5 - Christian Petracca
4 - Bayley Fritsch
3 - Angus Brayshaw
2 - Jack Viney
1 - Christian Salem
Leaderboard
Petracca falls narrowly short of already confirmed winner Oliver, but will just have to console himself with a Norm Smith. More importantly, he goes home with our Finals Player of the Year - which I've made the snap decision will be named after Garry Lyon. He contributed in finals throughout my formative years, and handed the cup over on Saturday. That'll do nicely. And despite a full tracksuit time experience, Jordon holds on to win the Hilton. Congratulations to everyone who took home a virtual trophy this season, I'm sure these are honours that will mean as much to you as playing in a premiership.
(NB: Updated vote count after an audit. Surprise, surprise I still can't count. Didn't change anything.)
64 - Clayton Oliver (WINNER: Allen Jakovich Medal for Player of the Year)
61 - Christian Petracca (WINNER: Garry Lyon Medal for Finals Player of the Year)
38 - Jake Lever (WINNER: Marcus Seecamp Medal for Defender of the Year)

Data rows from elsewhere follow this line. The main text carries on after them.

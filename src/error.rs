// src/error.rs

use std::path::PathBuf;
use thiserror::Error;

/// Problems detected before any repository is touched
#[derive(Error, Debug)]
pub enum ConfigError {
    #[error("Failed to read config file '{path}': {source}")]
    ReadFile {
        path: PathBuf,
        source: std::io::Error,
    },

    #[error("Failed to parse config file '{path}': {source}")]
    Parse {
        path: PathBuf,
        source: serde_json::Error,
    },

    #[error("Missing required setting '{0}'")]
    Missing(&'static str),

    #[error("Setting '{0}' must not be empty")]
    Empty(&'static str),

    #[error("Invalid date '{value}' for '{field}'")]
    InvalidDate { field: &'static str, value: String },

    #[error("jobs must be at least 1")]
    ZeroJobs,

    #[error("Projects path '{0}' does not exist")]
    RootMissing(PathBuf),

    #[error("Projects path '{0}' contains no directories to scan")]
    NoCandidates(PathBuf),

    #[error("Destination '{0}' does not exist")]
    DestinationMissing(PathBuf),

    #[error("Destination '{0}' is not a directory")]
    DestinationNotDirectory(PathBuf),

    #[error("Destination '{0}' is not empty")]
    DestinationNotEmpty(PathBuf),

    #[error("Failed to prepare destination '{path}': {source}")]
    Destination {
        path: PathBuf,
        source: std::io::Error,
    },

    #[error("Failed to list '{path}': {source}")]
    ListRoot {
        path: PathBuf,
        source: std::io::Error,
    },
}

/// Failures reported by a repository reader
#[derive(Error, Debug)]
pub enum ReaderError {
    #[error("'{0}' is not a git repository")]
    NotARepository(PathBuf),

    #[error("Git error: {0}")]
    Git(#[from] git2::Error),

    #[error("Branch '{0}' not found")]
    BranchNotFound(String),

    #[error("Commit '{0}' not found")]
    CommitNotFound(String),

    #[error("Commit {id} has an invalid timestamp")]
    InvalidTime { id: String },
}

29 - Max Gawn (WINNER: Jim Stynes Medal for Ruckman of the Year)
22 - Tom McDonald
21 - Luke Jackson
20 - Christian Salem
19 - Steven May
13 - Bayley Fritsch, Kysaiah Pickett
11 - Jack Viney
10 - Ed Langdon
9 - Angus Brayshaw, Harrison Petty
7 - James Harmes, Alex Neal-Bullen, Charlie Spargo
5 - Jayden Hunt
3 - Michael Hibberd
2 - James Jordon (WINNER: Jeff Hilton Rising Star Medal), Tom Sparrow, Adam Tomlinson
1 - Jake Bowey
It's the segment that won't die, making a one-off appearance after being killed off by COVID before the start of last year. Well done to the WA branch of the cheersquad, with an assist from lovely Freo fans, for delivering the goods, complete with an image of Gawn looking like he'd just broken through the crust of the earth and was about to obliterate humanity. The Dogs' version was made just up the road from Demonblog Towers, featuring the same font as when they use to do 'humourous' gags about negative gearing. Not as good. Dees win again.
Aaron Davey Medal for Goal of the Week
He's won everything except the Brownlow this week, so it would seem stupid not to pick Petracca's goal with 49 seconds left in the third quarter. Usually you'd call that the end of the quarter, but in this case there was an absurd amount of water left to go under the bridge.
Having finished the season with more silverware than the Queen of England, I don't think he needs a weekly prize. A lifetime of admiration will have to do and fans trying to hump his leg whenever he walks down the street will have to do as a consolation.
Gawn retains the overall title for that goal in Geelong. It wasn't the prettiest of the season, but it was the most important. He misses, our path to the flag is a completely different one, and god only knows what happens. Now you can watch it, and quite frankly every goal kicked by Melbourne this season, on a loop and know it ended.